Stored items
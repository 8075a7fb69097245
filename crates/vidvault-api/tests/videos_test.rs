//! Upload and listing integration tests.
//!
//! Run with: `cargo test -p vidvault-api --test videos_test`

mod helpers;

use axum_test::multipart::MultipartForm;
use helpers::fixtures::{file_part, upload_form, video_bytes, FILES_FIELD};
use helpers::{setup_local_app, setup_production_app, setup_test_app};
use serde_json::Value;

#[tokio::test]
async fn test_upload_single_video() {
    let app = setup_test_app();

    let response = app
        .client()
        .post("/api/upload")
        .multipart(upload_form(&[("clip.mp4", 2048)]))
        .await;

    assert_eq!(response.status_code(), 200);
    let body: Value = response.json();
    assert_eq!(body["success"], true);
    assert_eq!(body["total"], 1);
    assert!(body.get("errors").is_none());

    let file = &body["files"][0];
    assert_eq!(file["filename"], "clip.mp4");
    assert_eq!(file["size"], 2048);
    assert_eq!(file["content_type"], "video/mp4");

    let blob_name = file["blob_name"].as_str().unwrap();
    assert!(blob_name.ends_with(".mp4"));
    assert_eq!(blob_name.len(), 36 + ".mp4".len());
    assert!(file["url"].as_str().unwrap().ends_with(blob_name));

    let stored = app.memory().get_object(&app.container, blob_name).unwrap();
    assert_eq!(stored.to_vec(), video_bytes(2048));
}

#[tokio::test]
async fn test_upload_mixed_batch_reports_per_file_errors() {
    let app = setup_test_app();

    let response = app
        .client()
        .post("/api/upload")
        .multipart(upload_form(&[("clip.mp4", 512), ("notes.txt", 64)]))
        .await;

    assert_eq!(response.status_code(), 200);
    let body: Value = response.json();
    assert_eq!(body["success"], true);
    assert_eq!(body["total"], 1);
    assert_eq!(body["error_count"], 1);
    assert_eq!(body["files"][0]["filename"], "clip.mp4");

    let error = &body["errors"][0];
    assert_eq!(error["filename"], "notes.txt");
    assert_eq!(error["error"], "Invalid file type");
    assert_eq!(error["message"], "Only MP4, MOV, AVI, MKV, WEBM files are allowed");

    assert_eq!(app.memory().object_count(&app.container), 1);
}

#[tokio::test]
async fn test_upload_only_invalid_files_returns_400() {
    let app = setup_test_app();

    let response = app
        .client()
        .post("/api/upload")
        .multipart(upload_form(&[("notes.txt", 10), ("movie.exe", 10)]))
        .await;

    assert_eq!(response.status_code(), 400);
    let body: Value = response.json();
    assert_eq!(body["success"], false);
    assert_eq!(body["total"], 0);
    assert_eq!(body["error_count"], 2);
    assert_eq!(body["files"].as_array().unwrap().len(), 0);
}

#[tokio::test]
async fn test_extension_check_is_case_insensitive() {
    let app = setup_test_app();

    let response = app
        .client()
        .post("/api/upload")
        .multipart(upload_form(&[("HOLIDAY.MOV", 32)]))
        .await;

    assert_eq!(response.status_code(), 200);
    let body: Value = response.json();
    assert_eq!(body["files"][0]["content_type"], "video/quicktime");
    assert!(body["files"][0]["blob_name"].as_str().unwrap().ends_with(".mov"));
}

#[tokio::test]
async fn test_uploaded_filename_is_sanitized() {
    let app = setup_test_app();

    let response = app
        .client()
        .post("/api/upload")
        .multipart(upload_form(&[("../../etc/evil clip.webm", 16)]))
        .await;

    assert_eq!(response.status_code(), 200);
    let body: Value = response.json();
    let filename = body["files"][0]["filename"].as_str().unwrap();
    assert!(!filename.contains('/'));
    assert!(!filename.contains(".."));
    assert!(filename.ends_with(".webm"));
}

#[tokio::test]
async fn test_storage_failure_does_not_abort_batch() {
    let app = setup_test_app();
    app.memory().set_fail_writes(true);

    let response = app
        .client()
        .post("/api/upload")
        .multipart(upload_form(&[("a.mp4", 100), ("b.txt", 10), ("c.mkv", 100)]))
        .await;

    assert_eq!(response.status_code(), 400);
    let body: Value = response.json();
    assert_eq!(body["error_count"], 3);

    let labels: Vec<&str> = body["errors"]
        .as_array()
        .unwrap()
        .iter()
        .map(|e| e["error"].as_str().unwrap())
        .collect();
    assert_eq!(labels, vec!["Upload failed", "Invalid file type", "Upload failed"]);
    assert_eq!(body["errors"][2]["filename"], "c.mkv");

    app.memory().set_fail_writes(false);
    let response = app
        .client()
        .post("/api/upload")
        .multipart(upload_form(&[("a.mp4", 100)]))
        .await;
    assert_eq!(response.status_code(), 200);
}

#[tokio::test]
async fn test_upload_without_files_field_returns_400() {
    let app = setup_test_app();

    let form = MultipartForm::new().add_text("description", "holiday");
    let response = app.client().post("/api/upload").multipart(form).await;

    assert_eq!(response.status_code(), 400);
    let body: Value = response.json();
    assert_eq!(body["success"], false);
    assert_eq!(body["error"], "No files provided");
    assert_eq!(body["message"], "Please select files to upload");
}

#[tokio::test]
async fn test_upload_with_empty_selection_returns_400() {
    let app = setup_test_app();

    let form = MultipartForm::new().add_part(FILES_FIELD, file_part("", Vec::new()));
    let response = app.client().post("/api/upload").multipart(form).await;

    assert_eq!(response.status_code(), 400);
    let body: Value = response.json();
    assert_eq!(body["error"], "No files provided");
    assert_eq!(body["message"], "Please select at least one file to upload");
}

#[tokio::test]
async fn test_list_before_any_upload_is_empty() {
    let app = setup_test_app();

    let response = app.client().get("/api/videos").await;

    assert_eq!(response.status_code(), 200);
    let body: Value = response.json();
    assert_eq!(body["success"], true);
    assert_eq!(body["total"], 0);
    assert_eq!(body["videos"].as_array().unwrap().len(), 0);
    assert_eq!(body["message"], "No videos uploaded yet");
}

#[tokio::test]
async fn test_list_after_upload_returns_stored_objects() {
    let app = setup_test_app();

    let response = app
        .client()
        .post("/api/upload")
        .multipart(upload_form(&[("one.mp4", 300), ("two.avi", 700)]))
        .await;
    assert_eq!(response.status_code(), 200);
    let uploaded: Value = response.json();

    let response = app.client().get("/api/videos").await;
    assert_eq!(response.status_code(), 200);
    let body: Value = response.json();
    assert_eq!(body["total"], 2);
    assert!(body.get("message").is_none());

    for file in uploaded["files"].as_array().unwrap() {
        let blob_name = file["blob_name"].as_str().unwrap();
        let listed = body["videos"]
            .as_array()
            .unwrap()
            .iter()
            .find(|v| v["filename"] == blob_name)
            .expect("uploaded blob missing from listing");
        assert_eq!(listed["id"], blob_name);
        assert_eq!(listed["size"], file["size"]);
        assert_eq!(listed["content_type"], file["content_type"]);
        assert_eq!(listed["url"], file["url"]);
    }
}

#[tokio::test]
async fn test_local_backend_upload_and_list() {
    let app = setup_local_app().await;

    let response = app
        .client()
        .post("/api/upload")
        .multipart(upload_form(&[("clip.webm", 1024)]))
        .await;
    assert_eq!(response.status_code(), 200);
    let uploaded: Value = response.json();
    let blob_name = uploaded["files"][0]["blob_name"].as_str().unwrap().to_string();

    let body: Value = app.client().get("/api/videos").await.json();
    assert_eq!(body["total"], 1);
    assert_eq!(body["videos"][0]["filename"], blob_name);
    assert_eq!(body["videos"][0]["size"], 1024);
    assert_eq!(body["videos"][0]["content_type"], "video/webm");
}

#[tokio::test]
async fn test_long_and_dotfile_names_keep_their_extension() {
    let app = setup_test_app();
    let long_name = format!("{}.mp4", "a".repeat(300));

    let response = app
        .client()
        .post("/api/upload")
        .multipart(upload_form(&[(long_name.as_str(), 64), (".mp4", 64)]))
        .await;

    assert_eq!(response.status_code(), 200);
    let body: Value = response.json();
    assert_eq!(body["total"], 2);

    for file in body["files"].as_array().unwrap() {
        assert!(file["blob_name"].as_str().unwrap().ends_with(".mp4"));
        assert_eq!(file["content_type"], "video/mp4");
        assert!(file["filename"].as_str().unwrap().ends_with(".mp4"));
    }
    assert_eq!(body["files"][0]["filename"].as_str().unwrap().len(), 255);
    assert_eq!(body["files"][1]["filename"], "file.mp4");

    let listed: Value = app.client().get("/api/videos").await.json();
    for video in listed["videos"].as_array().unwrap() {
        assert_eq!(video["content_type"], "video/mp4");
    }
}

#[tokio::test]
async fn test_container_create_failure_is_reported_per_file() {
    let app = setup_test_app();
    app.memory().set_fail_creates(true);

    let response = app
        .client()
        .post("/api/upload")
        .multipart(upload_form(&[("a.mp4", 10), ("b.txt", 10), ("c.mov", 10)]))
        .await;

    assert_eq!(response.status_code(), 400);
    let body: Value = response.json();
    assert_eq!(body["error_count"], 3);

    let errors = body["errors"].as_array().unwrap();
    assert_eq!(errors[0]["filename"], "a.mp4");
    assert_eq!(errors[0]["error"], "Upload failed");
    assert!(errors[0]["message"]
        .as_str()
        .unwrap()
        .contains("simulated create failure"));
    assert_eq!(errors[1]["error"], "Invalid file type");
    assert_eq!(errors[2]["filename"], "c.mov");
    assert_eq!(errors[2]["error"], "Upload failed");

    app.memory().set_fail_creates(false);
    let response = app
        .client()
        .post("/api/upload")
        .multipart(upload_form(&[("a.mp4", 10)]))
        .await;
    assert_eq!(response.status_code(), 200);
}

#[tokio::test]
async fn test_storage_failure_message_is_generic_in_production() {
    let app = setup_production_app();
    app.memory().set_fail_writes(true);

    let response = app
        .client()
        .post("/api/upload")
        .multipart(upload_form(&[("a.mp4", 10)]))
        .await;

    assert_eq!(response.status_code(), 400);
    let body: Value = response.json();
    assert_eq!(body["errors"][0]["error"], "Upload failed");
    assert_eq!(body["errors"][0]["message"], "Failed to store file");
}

* * *

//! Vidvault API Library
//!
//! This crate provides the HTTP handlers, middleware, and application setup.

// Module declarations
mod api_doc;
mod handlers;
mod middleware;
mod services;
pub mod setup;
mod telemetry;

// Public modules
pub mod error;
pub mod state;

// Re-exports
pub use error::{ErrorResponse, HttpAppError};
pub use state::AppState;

▸ Prompt:
Work through the data above line by line and give the number of lines in which "handlers" occurs. Add nothing else.

▸ Answer section:
2